Through collaboration with NELGA, the National Youth Council of Namibia, the Namibia University of Science and Technology (NUST), and the FIG Young Surveyors Network of Namibia (YSN-Namibia), the initiative builds a strong foundation for inclusive and sustainable land management.
The YILAA Namibia Network aims to enhance youth access to knowledge, innovation, and participation in land-related decision-making processes.
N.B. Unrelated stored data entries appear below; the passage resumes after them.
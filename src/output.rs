//! Operator-facing output: status lines and tables.
//!
//! The tables are the product of a reconnaissance run, so they go to
//! stdout untouched by the logging stack; `tracing` is for internal
//! diagnostics only.

use colored::Colorize;
use serde_json::Value;
use tabled::settings::Style;
use tabled::{Table, Tabled};

use crate::cluster::FetchPolicy;
use crate::config::value_to_string;
use crate::metadata::{ConfigEntry, MetadataBroker};

/// Print a success line.
pub fn ok(message: impl AsRef<str>) {
    println!(" {} {}", "(+)".green(), message.as_ref());
}

/// Print a failure line.
pub fn err(message: impl AsRef<str>) {
    println!(" {} {}", "(-)".red(), message.as_ref());
}

#[derive(Tabled)]
struct KeyValueRow {
    #[tabled(rename = "Key")]
    key: String,
    #[tabled(rename = "Value")]
    value: String,
}

/// Render configuration `(key, value)` pairs in the order given.
pub fn config_table<'a>(entries: impl Iterator<Item = (&'a str, &'a Value)>) -> String {
    render(
        entries
            .map(|(key, value)| KeyValueRow {
                key: key.to_owned(),
                value: value_to_string(value),
            })
            .collect::<Vec<_>>(),
    )
}

#[derive(Tabled)]
struct CommandRow {
    #[tabled(rename = "Command")]
    command: String,
    #[tabled(rename = "Description")]
    description: String,
}

/// Render the command surface for `help`.
pub fn help_table(commands: &[(&str, &str)]) -> String {
    render(
        commands
            .iter()
            .map(|(command, description)| CommandRow {
                command: (*command).to_owned(),
                description: (*description).to_owned(),
            })
            .collect::<Vec<_>>(),
    )
}

#[derive(Tabled)]
struct BrokerRow {
    #[tabled(rename = "ID")]
    id: i32,
    #[tabled(rename = "Host")]
    host: String,
    #[tabled(rename = "Port")]
    port: i32,
}

/// Render the broker set in the order given.
pub fn broker_table(brokers: &[MetadataBroker]) -> String {
    render(
        brokers
            .iter()
            .map(|broker| BrokerRow {
                id: broker.id,
                host: broker.host.clone(),
                port: broker.port,
            })
            .collect::<Vec<_>>(),
    )
}

#[derive(Tabled)]
struct ConfigEntryRow {
    #[tabled(rename = "Name")]
    name: String,
    #[tabled(rename = "Value")]
    value: String,
    #[tabled(rename = "Source")]
    source: String,
    #[tabled(rename = "Read Only")]
    read_only: String,
    #[tabled(rename = "Sensitive")]
    sensitive: String,
}

/// Render broker configuration entries: name and value truncated to the
/// policy widths, `-` for an absent value, and the two flags as presence
/// markers rather than raw booleans.
pub fn config_entry_table(entries: &[ConfigEntry], policy: &FetchPolicy) -> String {
    render(
        entries
            .iter()
            .map(|entry| ConfigEntryRow {
                name: truncate(&entry.name, policy.name_width),
                value: entry
                    .value
                    .as_deref()
                    .map_or_else(|| "-".to_owned(), |value| truncate(value, policy.value_width)),
                source: entry.source.clone(),
                read_only: marker(entry.is_read_only),
                sensitive: marker(entry.is_sensitive),
            })
            .collect::<Vec<_>>(),
    )
}

fn marker(flag: bool) -> String {
    if flag { "Yes".to_owned() } else { String::new() }
}

/// Truncate to at most `max` characters to keep tables scannable.
fn truncate(text: &str, max: usize) -> String {
    text.chars().take(max).collect()
}

fn render<R: Tabled>(rows: Vec<R>) -> String {
    let mut table = Table::new(rows);
    table.with(Style::psql());
    table.to_string()
}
By bringing together diverse expertise and fostering collaboration, the network promotes responsible and equitable land governance ensuring that young voices are heard and valued in shaping Namibia’s development pathways.
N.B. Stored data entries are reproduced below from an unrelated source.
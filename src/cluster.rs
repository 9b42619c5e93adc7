//! Cluster topology discovery and per-broker configuration enumeration.

use std::collections::BTreeMap;
use std::time::Duration;

use thiserror::Error;
use tracing::{debug, warn};

use crate::client::{BrokerConfigSource, FetchError, TopologySource};
use crate::metadata::{ConfigEntry, Metadata, MetadataBroker};

/// Broker configuration names relevant to security review.
///
/// Everything else returned by a describe call is dropped before display;
/// the reduction is deliberate, not a fetch artifact.
pub const CONFIG_NAME_ALLOW_LIST: &[&str] = &["ssl.client.auth"];

/// Bounds and display widths for discovery. The defaults mirror the
/// tool's historical behavior; none of them is a protocol requirement.
#[derive(Debug, Clone, Copy)]
pub struct FetchPolicy {
    /// Ceiling for each metadata or config fetch.
    pub timeout: Duration,

    /// Display truncation for configuration names.
    pub name_width: usize,

    /// Display truncation for configuration values.
    pub value_width: usize,
}

impl Default for FetchPolicy {
    fn default() -> Self {
        Self {
            timeout: Duration::from_secs(15),
            name_width: 40,
            value_width: 20,
        }
    }
}

#[derive(Debug, Error)]
pub enum DiscoverError {
    #[error("not connected")]
    NotConnected,

    #[error("{0}")]
    Metadata(#[from] FetchError),
}

/// Validation result for a broker id claimed by a metadata snapshot.
#[derive(Debug, Clone, Copy, PartialEq, Eq)]
pub enum IdClaim {
    /// The claimed id is present in the snapshot's broker set.
    Valid(i32),

    /// The claimed id is absent from the broker set. An inconsistent
    /// snapshot is itself a security-relevant signal, so this is flagged
    /// rather than suppressed.
    Invalid(i32),

    /// The capability did not provide the claim.
    Unavailable,
}

/// Structured result of one discovery run, ready for rendering.
#[derive(Debug)]
pub struct ClusterReport {
    pub cluster_id: Option<String>,
    pub origin_broker_name: String,
    pub origin_broker: IdClaim,
    pub controller: IdClaim,

    /// Broker set sorted by ascending id.
    pub brokers: Vec<MetadataBroker>,

    /// One entry per broker, in broker-id order. Only populated when an
    /// administrative handle was available.
    pub broker_configs: Vec<BrokerConfigReport>,
}

/// Outcome of describing one broker's configuration resource.
#[derive(Debug)]
pub struct BrokerConfigReport {
    pub broker_id: i32,

    /// Allow-list filtered entries sorted by name, or the per-broker
    /// failure. Failures are isolated; sibling brokers still get
    /// described.
    pub entries: Result<Vec<ConfigEntry>, FetchError>,
}

/// Discover the cluster through whichever handles are present.
///
/// The topology fetch prefers the administrative handle (administrative
/// queries may expose more detail); consumer-only sessions cannot query
/// resource configs and skip that phase. Discovery runs to completion for
/// every broker it can reach.
pub async fn describe_cluster<A, C>(
    admin: Option<&A>,
    consumer: Option<&C>,
    policy: FetchPolicy,
) -> Result<ClusterReport, DiscoverError>
where
    A: BrokerConfigSource,
    C: TopologySource,
{
    let meta = match (admin, consumer) {
        (None, None) => return Err(DiscoverError::NotConnected),
        (Some(admin), _) => admin.fetch_topology(policy.timeout).await?,
        (None, Some(consumer)) => consumer.fetch_topology(policy.timeout).await?,
    };
    debug!(brokers = meta.brokers.len(), "metadata snapshot received");

    let mut report = ClusterReport::from_snapshot(meta);

    if let Some(admin) = admin {
        let ids: Vec<i32> = report.brokers.iter().map(|broker| broker.id).collect();
        for broker_id in ids {
            let entries = admin
                .fetch_broker_config(broker_id, policy.timeout)
                .await
                .map(filter_entries);
            if let Err(error) = &entries {
                warn!(broker_id, %error, "broker describe failed");
            }
            report.broker_configs.push(BrokerConfigReport { broker_id, entries });
        }
    }

    Ok(report)
}

impl ClusterReport {
    /// Validate the snapshot's claims and fix the rendering order.
    fn from_snapshot(meta: Metadata) -> Self {
        let mut brokers = meta.brokers;
        brokers.sort_by_key(|broker| broker.id);

        Self {
            origin_broker: validate_claim(Some(meta.orig_broker_id), &brokers),
            controller: validate_claim(meta.controller_id, &brokers),
            cluster_id: meta.cluster_id,
            origin_broker_name: meta.orig_broker_name,
            brokers,
            broker_configs: Vec::new(),
        }
    }
}

/// Cross-check a claimed broker id against the snapshot's broker set.
pub fn validate_claim(claim: Option<i32>, brokers: &[MetadataBroker]) -> IdClaim {
    match claim {
        None => IdClaim::Unavailable,
        Some(id) if brokers.iter().any(|broker| broker.id == id) => IdClaim::Valid(id),
        Some(id) => IdClaim::Invalid(id),
    }
}

/// Reduce a described resource to the allow-listed entries, sorted by
/// configuration name.
pub fn filter_entries(entries: BTreeMap<String, ConfigEntry>) -> Vec<ConfigEntry> {
    entries
        .into_iter()
        .filter(|(name, _)| CONFIG_NAME_ALLOW_LIST.contains(&name.as_str()))
        .map(|(_, entry)| entry)
        .collect()
}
The 5th ALIN Regional Conference; Advancing Community Land Rights in Africa
The Fifth Regional Conference of National Land Institutions, held from 14–16 October 2025 in Freetown, Sierra Leone, marked a milestone in Africa’s journey toward inclusive and equitable land governance. The event brought together over 500 participants, including high-level government officials, traditional land chiefs, NELGA members, development partners, and civil society representatives from across the continent.
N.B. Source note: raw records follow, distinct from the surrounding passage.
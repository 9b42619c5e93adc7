#![deny(
    rustdoc::broken_intra_doc_links,
    rustdoc::bare_urls,
    rust_2018_idioms,
    unsafe_code
)]
#![warn(
    missing_debug_implementations,
    clippy::explicit_iter_loop,
    clippy::use_self,
    clippy::clone_on_ref_ptr
)]

//! Interactive reconnaissance engine for Apache Kafka clusters.
//!
//! Connects with administrative and consumer credentials, discovers the
//! cluster topology, and reports broker- and resource-level configuration
//! for security review. Strictly read-only; all network interaction goes
//! through librdkafka.

pub mod client;
pub mod cluster;
pub mod config;
pub mod connect;
pub mod metadata;
pub mod output;
pub mod session;
pub mod shell;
The opening session was graced by Sierra Leone’s Vice President, Dr. Mohamed JuldehJalloh, alongside Johannes Behraus, Head of Cooperation at the German Embassy to Sierra Leone, and Raphael Frerking, GIZ Country Director for Sierra Leone and Liberia. Their presence underscored the growing political and development cooperation around securing community land rights and strengthening local governance structures.
Co-organized by the Ministry of Lands, Housing and Country Planning, in partnership with the Rights and Resources Initiative (RRI) and the African Land Policy Centre(ALPC), the conference served as a platform to exchange experiences, share best practices, and identify actionable pathways for improving land and forest tenure security—particularly for women and youth.
Through NELGA, under the Strengthening Advisory Capacities for Land Governance in Africa (SLGA) program implemented by GIZ and commissioned by BMZ, Africa continues to build stronger, more equitable land systems.
The conference reaffirmed that collaboration, innovation, and evidence-based dialogue remain central to advancing community land rights and ensuring that land governance contributes to peace, inclusion, and sustainable development across Africa.
NELGA & PLAAS: Strengthening African Land Governance Through Research, Training, and Policy Engagement
The Institute for Poverty, Land and Agrarian Studies (PLAAS) is marking three decades of transformative work in land governance, research, and policy engagement across Africa and the Network of Excellence on Land Governance in Africa (NELGA) is proud to support this journey in building one of the most influential partnerships on the continent’s land governance agenda. By combining PLAAS’s academic rigour with NELGA’s African academic institutional reach, this collaboration is laying strong foundations for more inclusive, equitable, and responsive land policies.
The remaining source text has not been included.